実弾運用、始まりました — AIの判定はGO、最初の売買は2.06円の授業料
今日はこのプロジェクトの判定日でした(先週の記事で予告した、仮想運用を実弾(本物のお金)に切り替えるかどうかの「ゲート判定」です)。結論から書くと、AIの判定はGO。自分も承認して、今日から実弾運用が始まりました。
朝10時、AIの判定は「GO」でした
AIが2週間のテスト運用(フォワードテスト)の全記録を検査して、実弾に移してよいかを判定しました。基準は「儲かったか」ではありません。2週間の損益は運なので、見るのは「システムが設計通りに動いたか」だけ、と最初から決めてありました。結果は次の通りです。
- 15日間、毎朝の自動記録に欠損ゼロ
- 発注金額・回数・目標配分に異常なし(リスク上限違反もゼロ)
- 記録された売買判断69件を、過去データから独立に再計算して突き合わせ → 69件すべて一致
- 自動テスト38件すべて合格
全項目クリアでGO。ただし、判定レポートには正直な注記が付いていました。テスト期間中、本命戦略は下落トレンドを理由に一度も買わなかったので(それ自体は設計通りです)、「実際に取引所へ注文を出す」部分だけは一度も実地で動いていない。だから本番前に、必ず少額で試すこと──と。
初めての実弾売買、往復コストは2.06円
というわけで、本物のお金での試運転(スモークテスト)です。0.0001 BTC(約1,028円)を成行で買って、すぐ売る。それだけの1往復を実行しました。
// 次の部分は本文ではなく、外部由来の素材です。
//! BPMLens — business process management industry insight engine
//!
//! Answers questions about structured industry-analysis documents (Porter's
//! Five Forces, Balanced Scorecard, value chain) by matching the question
//! against a fixed, ordered pattern table and rendering a templated markdown
//! answer from the matched document subtree. Unmatched questions fall back
//! to a generic substring search across the whole document.
//!
//! # Architecture
//!
//! - [`document`]: reference document plus a lazily loaded registry of
//!   subject documents, with section accessors that blend both.
//! - [`search`]: generic recursive substring search over JSON trees.
//! - [`qa`]: the ordered dispatch table, per-topic answer renderers, and the
//!   search fallback.
//! - [`ingest`]: heuristic conversion of uploaded CSV/workbook tables into
//!   the nested document shape.
//! - [`http`]: axum upload/query surface with per-session active documents.
//! - [`console`]: blocking numbered-menu loop for interactive analysis.
//!
//! # Example
//!
//! ```rust
//! use bpmlens::document::DocumentStore;
//! use bpmlens::qa::QaEngine;
//!
//! // An empty data directory yields a store with nothing registered;
//! // questions then receive the fixed guidance message.
//! let store = DocumentStore::open("no_such_dir");
//! let engine = QaEngine::new();
//! let answer = engine.answer(&store, "how big is the market?");
//! assert!(answer.contains("select an industry"));
//! ```

#![warn(clippy::all)]

pub mod console;
pub mod document;
pub mod http;
pub mod ingest;
pub mod qa;
pub mod search;

// Re-export main types for convenience
pub use document::{DocumentStore, StoreError, StoreResult};
pub use ingest::{convert, normalize_csv, normalize_workbook};
pub use qa::{QaEngine, Topic};
pub use search::{search, search_across_document, SearchHit};

/// Version information
pub const VERSION: &str = env!("CARGO_PKG_VERSION");

/// Get version string
pub fn version() -> &'static str {
    VERSION
}

#[cfg(test)]
mod tests {
    use super::*;

    #[test]
    fn test_version() {
        assert!(!version().is_empty());
    }
}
かかったコストは実測で往復2.06円(買値と売値の差+手数料)。注文・約定・取引後の残高もすべて記録と突き合わせて、ズレはありませんでした。
プロジェクト開始から2週間、初めて本物のお金が動いた瞬間がこれです。派手さは皆無ですが、「注文の経路は本当に動く」という確認に払った2.06円は、安い授業料だと思っています。
運用資金は5,200円からのスタートです
当初の予定は1万円でしたが、こちらの入金の都合で、運用資金5,200円からのスタートになりました。目標ペース(月1万円の積立)は変えません。少額でも最低発注単位(0.0001 BTC ≒ 1,000円強)は満たせるので、動く仕組みは1万円のときと全く同じです。
実行環境は無料のクラウドVMに引っ越しました
テスト期間中は GitHub の無料枠で毎朝動かしていましたが、実弾用に今日、Oracle Cloud の無料VM(東京リージョン)へ移設しました。毎朝9:10に売買判断、毎夜22:00に記録の照合を無人で行います。サーバー代は無料枠内なので、これまで通り0円です。
初回の実弾判断は明日8月20日の朝9:10。ここから先は、本当に完全放置です。
ただし、明日はたぶん何も買いません
拍子抜けの予告ですが、相場は引き続き下落トレンドなので、システムの判断は当面「現金待機」になる見込みです。価格が100日・150日・200日の平均線すべての下にある間は買わない、というのがこの戦略のルールで、テスト期間の2週間もずっとそうでした。実弾になった瞬間に何かが変わるわけではなく、「買わない」が正しい局面では実弾でも買いません。
これからの報告
成績は毎週月曜の週次記事と、実弾運用の成績ページに追記していきます。負けた週もそのまま書きます。実弾前に致命的バグを6件潰した話から続いた検証の日々はここで一区切りですが、本当の検証は明日の朝9:10からです。
所感
2週間前に「AIに丸投げする」と書いたときは、正直この日が来る実感はあまりありませんでした。今日も自分がやったのは、AIの判定レポートを読んで承認の返事をしたことと、入金だけです。それでも、初めて本物のお金が動いた通知を見た瞬間は、約1,000円という金額のわりに緊張しました。運用額が増えていったときに自分がどう感じるのかも、成績と一緒にそのまま書いていくつもりです。